My former grocery store faked a coup several years ago then jacked up its prices, claiming the coup cost them money that we consumers must recover for the owners. Yes, I prefer to believe the Wall Street Journal's account of the brilliant managerial collusion over the Lawrence Eagle Tribune's version of big-time millionaire so loved by millions that people are willing to bankrupt his entire family and go without food to embrace that love. My bad; sorry, that version of the story doesn't work.
Anyway, I rarely venture to that grocery store, and, when I do, it's usually for something specific. I always forget about looking for the Yardley English Lavender soap. I've searched chain pharmacies and chain department stores, and other chain grocery stores, all to come up empty-handed.
Don't worry. I still bathe. I have plenty of shower gels and lots of bar soaps gifted usually during the holidays so I can stockpile them. There's also a hefty supply of unopened bars of Irish Spring that I keep on hand for my youngest, so it's not like I cannot locate and start my very own bar of soap. But, damnit, I want that Yardley English Lavender soap!

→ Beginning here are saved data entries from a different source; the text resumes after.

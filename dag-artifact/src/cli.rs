// dag-artifact/src/cli.rs
//
// Single source of truth for all CLI definitions (Clap structs).

use clap::{Parser, Subcommand};
use std::path::PathBuf;

use dag_artifact_core::domain::{ArtifactVersion, DagId};

#[derive(Parser)]
#[command(name = "dag-artifact")]
#[command(about = "Versioned Airflow DAG artifacts for MWAA (S3 + DynamoDB)", long_about = None)]
#[command(version)]
pub struct Cli {
    #[command(subcommand)]
    pub command: Commands,
}

#[derive(Subcommand)]
pub enum Commands {
    /// 🏗️  Creates the artifact bucket and metadata table if missing
    Bootstrap {
        #[arg(long, default_value = ".")]
        project_dir: PathBuf,

        /// DynamoDB read capacity (provisioned billing when set)
        #[arg(long)]
        read_capacity: Option<i64>,

        /// DynamoDB write capacity (provisioned billing when set)
        #[arg(long)]
        write_capacity: Option<i64>,
    },

    /// 🚀 Uploads a DAG script to LATEST and deploys '<dag_id>_latest'
    Publish {
        #[arg(long, default_value = ".")]
        project_dir: PathBuf,

        #[arg(long)]
        dag_id: DagId,

        /// Path to the DAG python file
        #[arg(long)]
        script: PathBuf,

        /// Extra object metadata (repeatable, KEY=VALUE)
        #[arg(long = "metadata", value_parser = parse_key_val)]
        metadata: Vec<(String, String)>,

        /// Object tags (repeatable, KEY=VALUE)
        #[arg(long = "tag", value_parser = parse_key_val)]
        tags: Vec<(String, String)>,
    },

    /// 📦 Cuts an immutable version from LATEST and deploys '<dag_id>_v<n>'
    Release {
        #[arg(long, default_value = ".")]
        project_dir: PathBuf,

        #[arg(long)]
        dag_id: DagId,
    },

    /// ⏪ Redeploys a stored version (LATEST or a number)
    Deploy {
        #[arg(long, default_value = ".")]
        project_dir: PathBuf,

        #[arg(long)]
        dag_id: DagId,

        /// LATEST, 3 or 000003
        #[arg(long = "version", id = "artifact_version")]
        version: ArtifactVersion,
    },

    /// 📜 Lists the stored versions of a DAG
    Versions {
        #[arg(long, default_value = ".")]
        project_dir: PathBuf,

        #[arg(long)]
        dag_id: DagId,
    },

    /// 🗑️  Deletes every stored version of a DAG
    Purge {
        #[arg(long, default_value = ".")]
        project_dir: PathBuf,

        #[arg(long)]
        dag_id: DagId,
    },

    /// 💣 Deletes every stored artifact and metadata record
    PurgeAll {
        #[arg(long, default_value = ".")]
        project_dir: PathBuf,

        /// Required confirmation
        #[arg(long)]
        yes: bool,
    },
}

fn parse_key_val(s: &str) -> Result<(String, String), String> {
    match s.split_once('=') {
        Some((key, value)) if !key.is_empty() => Ok((key.to_string(), value.to_string())),
        _ => Err(format!("invalid KEY=VALUE: no `=` found in `{}`", s)),
    }
}
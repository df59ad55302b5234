// dag-artifact-core/src/domain/dag/rewrite.rs

use crate::domain::artifact::ARTIFACT_SUFFIX;
use crate::domain::dag::{DagAlias, DagId};
use crate::domain::error::DomainError;

/// A rewritten DAG script ready to be dropped into the Airflow DAG folder.
#[derive(Debug, Clone, PartialEq)]
pub struct DeploymentFile {
    /// `<dag_id>_latest.py` or `<dag_id>_v<n>.py`
    pub file_name: String,
    /// The dag_id Airflow will see once the file is parsed.
    pub deployed_dag_id: String,
    pub content: String,
}

/// Renames the `dag_id = "<dag_id>"` literal so that several copies of the
/// same DAG can coexist in one folder.
///
/// This is a literal substitution: the script must contain the exact text
/// `dag_id = "<dag_id>"` (one space around `=`, double quotes). Every
/// occurrence is replaced. This function is PURE : no I/O.
pub fn rewrite_dag_id(
    content: &str,
    dag_id: &DagId,
    alias: DagAlias,
) -> Result<String, DomainError> {
    let before = format!("dag_id = \"{}\"", dag_id);
    if !content.contains(&before) {
        return Err(DomainError::DagIdLiteralNotFound {
            dag_id: dag_id.to_string(),
            expected: before,
        });
    }
    let after = format!("dag_id = \"{}\"", alias.qualify(dag_id));
    Ok(content.replace(&before, &after))
}

pub fn deployment_file(
    content: &str,
    dag_id: &DagId,
    alias: DagAlias,
) -> Result<DeploymentFile, DomainError> {
    let rewritten = rewrite_dag_id(content, dag_id, alias)?;
    let deployed_dag_id = alias.qualify(dag_id);
    Ok(DeploymentFile {
        file_name: format!("{}{}", deployed_dag_id, ARTIFACT_SUFFIX),
        deployed_dag_id,
        content: rewritten,
    })
}

#[cfg(test)]
mod tests {
    use super::*;
    use anyhow::Result;

    const SCRIPT: &str = r#"from airflow import DAG

with DAG(
    dag_id = "etl_daily",
    schedule="@daily",
) as dag:
    pass"#;

    #[test]
    fn test_rewrite_latest() -> Result<()> {
        let id = DagId::new("etl_daily")?;
        let out = rewrite_dag_id(SCRIPT, &id, DagAlias::Latest)?;
        assert!(out.contains("dag_id = \"etl_daily_latest\""));
        assert!(!out.contains("dag_id = \"etl_daily\""));
        insta::assert_snapshot!(out, @r#"
        from airflow import DAG

        with DAG(
            dag_id = "etl_daily_latest",
            schedule="@daily",
        ) as dag:
            pass
        "#);
        Ok(())
    }

    #[test]
    fn test_rewrite_version() -> Result<()> {
        let id = DagId::new("etl_daily")?;
        let out = rewrite_dag_id(SCRIPT, &id, DagAlias::Version(4))?;
        assert!(out.contains("dag_id = \"etl_daily_v4\""));
        Ok(())
    }

    #[test]
    fn test_rewrite_replaces_every_occurrence() -> Result<()> {
        let id = DagId::new("a")?;
        let content = "dag_id = \"a\"\nprint('x')\ndag_id = \"a\"";
        let out = rewrite_dag_id(content, &id, DagAlias::Version(1))?;
        assert_eq!(out, "dag_id = \"a_v1\"\nprint('x')\ndag_id = \"a_v1\"");
        Ok(())
    }

    #[test]
    fn test_rewrite_requires_exact_literal() -> Result<()> {
        let id = DagId::new("etl_daily")?;
        for content in [
            "dag_id=\"etl_daily\"",
            "dag_id = 'etl_daily'",
            "dag_id = \"other\"",
            "",
        ] {
            let err = rewrite_dag_id(content, &id, DagAlias::Latest);
            assert!(matches!(
                err,
                Err(DomainError::DagIdLiteralNotFound { ref expected, .. })
                    if expected == "dag_id = \"etl_daily\""
            ));
        }
        Ok(())
    }

    #[test]
    fn test_already_renamed_script_is_rejected() -> Result<()> {
        // `dag_id = "etl_daily_latest"` does not contain `dag_id = "etl_daily"`
        // because of the closing quote.
        let id = DagId::new("etl_daily")?;
        let renamed = rewrite_dag_id(SCRIPT, &id, DagAlias::Latest)?;
        assert!(rewrite_dag_id(&renamed, &id, DagAlias::Latest).is_err());
        Ok(())
    }

    #[test]
    fn test_deployment_file_naming() -> Result<()> {
        let id = DagId::new("etl_daily")?;
        let latest = deployment_file(SCRIPT, &id, DagAlias::Latest)?;
        assert_eq!(latest.file_name, "etl_daily_latest.py");
        assert_eq!(latest.deployed_dag_id, "etl_daily_latest");

        let v2 = deployment_file(SCRIPT, &id, DagAlias::Version(2))?;
        assert_eq!(v2.file_name, "etl_daily_v2.py");
        assert!(v2.content.contains("dag_id = \"etl_daily_v2\""));
        Ok(())
    }
}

Today I take a look at my shopping list and see items like fluoride rinse, toothpaste, light bulbs -- all things that I know usually run cheaper at the grocer I have been shunning. I decide to bite the bullet and head to the store where the parking lot is expansive, but getting in or out of the narrow entrance is an exercise in futility.
Coincidentally, Yardley English Lavender isn't on my list.

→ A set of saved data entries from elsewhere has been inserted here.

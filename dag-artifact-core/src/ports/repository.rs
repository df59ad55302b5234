// dag-artifact-core/src/ports/repository.rs

// The versioned-artifact repository: version numbering, LATEST handling and
// backing-resource provisioning all live behind this trait.

use async_trait::async_trait;
use std::collections::BTreeMap;

use crate::domain::artifact::{Artifact, ArtifactVersion};
use crate::error::DagArtifactError;

/// Options for provisioning the backing bucket / table.
#[derive(Debug, Clone, Default)]
pub struct BootstrapOptions {
    /// Both `None` means on-demand billing for the metadata table.
    pub dynamodb_write_capacity_units: Option<i64>,
    pub dynamodb_read_capacity_units: Option<i64>,
}

/// Payload of a `put_artifact` call (always targets the LATEST slot).
#[derive(Debug, Clone)]
pub struct PutArtifact {
    pub name: String,
    pub content: Vec<u8>,
    pub content_type: String,
    /// Includes the script sha256 under `airflow_dag_script_sha256`.
    pub metadata: BTreeMap<String, String>,
    pub tags: BTreeMap<String, String>,
}

#[async_trait]
pub trait ArtifactRepository: Send + Sync {
    /// Idempotent: existing resources are left as they are.
    async fn bootstrap(&self, options: &BootstrapOptions) -> Result<(), DagArtifactError>;

    /// Overwrites the LATEST slot.
    async fn put_artifact(&self, request: &PutArtifact) -> Result<Artifact, DagArtifactError>;

    /// Snapshots LATEST as the next immutable version. When LATEST has the
    /// same sha256 as the newest version, that version is returned as is.
    async fn publish_artifact_version(&self, name: &str) -> Result<Artifact, DagArtifactError>;

    async fn get_artifact(
        &self,
        name: &str,
        version: ArtifactVersion,
    ) -> Result<Artifact, DagArtifactError>;

    async fn get_artifact_content(
        &self,
        name: &str,
        version: ArtifactVersion,
    ) -> Result<String, DagArtifactError>;

    /// Where `(name, version)` is (or would be) stored. No I/O.
    fn get_artifact_uri(&self, name: &str, version: ArtifactVersion) -> String;

    /// LATEST first, then versions newest to oldest. Empty if unknown.
    async fn list_artifact_versions(&self, name: &str) -> Result<Vec<Artifact>, DagArtifactError>;

    /// Irreversible.
    async fn purge_artifact(&self, name: &str) -> Result<(), DagArtifactError>;

    /// Irreversible.
    async fn purge_all(&self) -> Result<(), DagArtifactError>;
}
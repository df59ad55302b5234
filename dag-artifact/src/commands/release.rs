// dag-artifact/src/commands/release.rs
//
// USE CASE: Snapshot LATEST as a new immutable version.

use std::path::PathBuf;

use dag_artifact_core::application::publish_dag_version;
use dag_artifact_core::domain::DagId;

pub async fn execute(project_dir: PathBuf, dag_id: DagId) -> anyhow::Result<()> {
    let adapters = super::load_adapters(&project_dir).await?;

    println!("📦 Releasing a new version of '{}'...", dag_id);
    let published =
        publish_dag_version(adapters.repository.as_ref(), adapters.dags.as_ref(), &dag_id).await?;

    println!(
        "   Version {} -> {}",
        published.artifact.version, published.artifact.uri
    );
    println!(
        "✨ Deployed '{}' to {}",
        published.deployed_dag_id, published.location
    );
    Ok(())
}
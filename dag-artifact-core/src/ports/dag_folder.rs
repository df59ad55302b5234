// dag-artifact-core/src/ports/dag_folder.rs

use async_trait::async_trait;

use crate::error::DagArtifactError;

/// The Airflow DAG folder that MWAA (or a local scheduler) parses.
#[async_trait]
pub trait DagFolder: Send + Sync {
    /// Creates or overwrites `file_name` and returns its location.
    async fn write_dag(&self, file_name: &str, content: &str) -> Result<String, DagArtifactError>;

    fn location(&self, file_name: &str) -> String;
}
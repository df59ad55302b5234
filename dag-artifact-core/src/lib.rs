// dag-artifact-core/src/lib.rs

// 1. Mandatory documentation for production code
#![allow(missing_docs)]

// 2. Memory safety
#![deny(unsafe_code)]
// 3. Robustness
#![warn(clippy::unwrap_used)]
#![warn(clippy::expect_used)]
// 4. Performance
#![warn(clippy::perf)]

// --- MODULES HEXAGONAUX ---

// 1. Ports (Interfaces / Traits)
// ArtifactRepository, DagFolder
pub mod ports;

// 2. Domain
// Versions, dag_id rewrite, configuration. No I/O.
pub mod domain;

// 3. Infrastructure (Adapters)
// S3 + DynamoDB, local filesystem, config files.
pub mod infrastructure;

// 4. Application (Use Cases)
// publish / release / deploy / purge / bootstrap
pub mod application;

// --- GESTION DES ERREURS GLOBALE ---
pub mod error;

// --- RE-EXPORTS (FACADE) ---
pub use error::DagArtifactError;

I start heading down the aisles and quickly learn that this (my former go-to only place) store's prices are, in many cases, higher (sometimes significantly) than the little grocery store (also a chain) much closer to my house. The cheese here at this big store is more expensive, as is the milk, the sandwich meat, light bulbs, batteries, toilet paper, even rolls of foil.

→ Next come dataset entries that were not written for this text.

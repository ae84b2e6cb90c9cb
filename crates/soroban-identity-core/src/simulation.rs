/// Simulation stage: resource preparation for writes, dry runs for reads
use crate::builder::{self, UnsignedTransaction};
use crate::client::LedgerRpc;
use crate::error::BridgeError;
use base64::Engine;
use stellar_xdr::curr::{
    Limits, ReadXdr, SorobanAuthorizationEntry, SorobanTransactionData, Transaction, TransactionEnvelope,
    TransactionExt,
};
use tracing::{debug, info, warn};

/// Transaction annotated with the simulated resource footprint, ready to sign
#[derive(Debug, Clone, PartialEq)]
pub struct PreparedTransaction {
    tx: Transaction,
    network_passphrase: String,
    resource_fee: i64,
    latest_ledger: u32,
}

impl PreparedTransaction {
    pub fn transaction(&self) -> &Transaction {
        &self.tx
    }

    /// Total fee bound: inclusion fee plus the simulated resource fee
    pub fn fee(&self) -> u32 {
        self.tx.fee
    }

    pub fn resource_fee(&self) -> i64 {
        self.resource_fee
    }

    pub fn latest_ledger(&self) -> u32 {
        self.latest_ledger
    }

    pub fn network_passphrase(&self) -> &str {
        &self.network_passphrase
    }

    pub fn soroban_data(&self) -> Option<&SorobanTransactionData> {
        match &self.tx.ext {
            TransactionExt::V1(data) => Some(data),
            TransactionExt::V0 => None,
        }
    }

    pub fn to_envelope(&self) -> TransactionEnvelope {
        builder::envelope(self.tx.clone())
    }

    /// Base64 envelope handed to the signing agent
    pub fn to_xdr_base64(&self) -> Result<String, BridgeError> {
        builder::envelope_base64(&self.to_envelope())
    }
}

/// Runs transactions through the ledger's simulation endpoint
pub struct Simulator<'a, R: LedgerRpc + ?Sized> {
    rpc: &'a R,
}

impl<'a, R: LedgerRpc + ?Sized> Simulator<'a, R> {
    pub fn new(rpc: &'a R) -> Self {
        Self { rpc }
    }

    /// Simulate a write and attach the estimated resources.
    ///
    /// A contract revert comes back as `SimulationRejected` with the
    /// endpoint's message untouched; endpoint and transport trouble is a
    /// `SimulationError`.
    pub async fn prepare(&self, tx: &UnsignedTransaction) -> Result<PreparedTransaction, BridgeError> {
        let envelope = tx.to_envelope()?;
        let sim = self
            .rpc
            .simulate(&envelope)
            .await
            .map_err(|e| BridgeError::SimulationError(e.to_string()))?;

        if let Some(error) = sim.error {
            return Err(BridgeError::SimulationRejected(error));
        }

        if sim.restore_preamble.is_some() {
            warn!(
                entry_point = %tx.entry_point(),
                "Simulation requires restoring archived ledger entries first"
            );
        }

        let data_xdr = sim
            .transaction_data
            .as_deref()
            .filter(|d| !d.is_empty())
            .ok_or_else(|| BridgeError::SimulationError("simulation returned no transactionData".to_string()))?;
        let data: SorobanTransactionData = from_base64(data_xdr).map_err(BridgeError::SimulationError)?;

        let resource_fee = match sim.min_resource_fee.as_deref() {
            Some(fee) => fee
                .parse::<i64>()
                .map_err(|e| BridgeError::SimulationError(format!("invalid minResourceFee {}: {}", fee, e)))?,
            None => 0,
        };
        let fee = u32::try_from(resource_fee)
            .ok()
            .and_then(|r| tx.fee().checked_add(r))
            .ok_or_else(|| BridgeError::SimulationError(format!("resource fee {} out of range", resource_fee)))?;

        let auth = sim
            .auth_xdr()
            .iter()
            .map(|a| from_base64::<SorobanAuthorizationEntry>(a))
            .collect::<Result<Vec<_>, _>>()
            .map_err(BridgeError::SimulationError)?;

        debug!(
            entry_point = %tx.entry_point(),
            fee,
            resource_fee,
            auth_entries = auth.len(),
            "Assembling simulated transaction"
        );

        let assembled = tx.assemble(fee, auth, TransactionExt::V1(data))?;

        info!(entry_point = %tx.entry_point(), fee, latest_ledger = sim.latest_ledger, "Transaction prepared");

        Ok(PreparedTransaction {
            tx: assembled,
            network_passphrase: tx.network_passphrase().to_string(),
            resource_fee,
            latest_ledger: sim.latest_ledger,
        })
    }

    /// Simulate a read and return the entry point's raw return value.
    ///
    /// `Ok(None)` means the simulation succeeded without a return value. Any
    /// reported `error` is a `SimulationError`.
    pub async fn simulate_read(&self, tx: &UnsignedTransaction) -> Result<Option<String>, BridgeError> {
        let envelope = tx.to_envelope()?;
        let sim = self
            .rpc
            .simulate(&envelope)
            .await
            .map_err(|e| BridgeError::SimulationError(e.to_string()))?;

        if let Some(error) = sim.error {
            return Err(BridgeError::SimulationError(error));
        }

        let retval = sim.retval_xdr().map(str::to_string);
        debug!(entry_point = %tx.entry_point(), has_retval = retval.is_some(), "Read simulated");
        Ok(retval)
    }
}

fn from_base64<T: ReadXdr>(xdr: &str) -> Result<T, String> {
    let bytes = base64::engine::general_purpose::STANDARD
        .decode(xdr)
        .map_err(|e| format!("Failed to decode base64 XDR: {}", e))?;
    T::from_xdr(bytes, Limits::none()).map_err(|e| format!("Failed to parse XDR: {}", e))
}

And people are rude, so rude, parking their carts wherever they please, blocking displays and aisles. Kids are running around everywhere, even pushing full-sized carts at breakneck speeds. The cashiers and sackers chat incessantly and do very little work. A whole lot of ignoring and snubbing and acting very put out when a customer arrives just strengthens the argument against $15 minimum wage.
I forget all about the soap. It's not on my list. However, after debating buying bulbs and batteries, which are both as expensive as a department store, I turn the corner to the toothpaste and fluoride aisle, the same aisle as... SOAP. I scan the shelves and look all the way up, and I see the distinct purple tint.
This. Is. Everything.
I finally get into a line (all open registers are backed up like rides at Disney World), wait it out while thanking my lucky stars that I don't have frozen foods with me, empty my cart, and put the Yardley English Lavender soap down last. I am going to make sure I watch that thing come through the register and make its way into one of my bags.
When I get home, I unpack the toiletries bag last. Yes, the soap is there. Quest success; game over.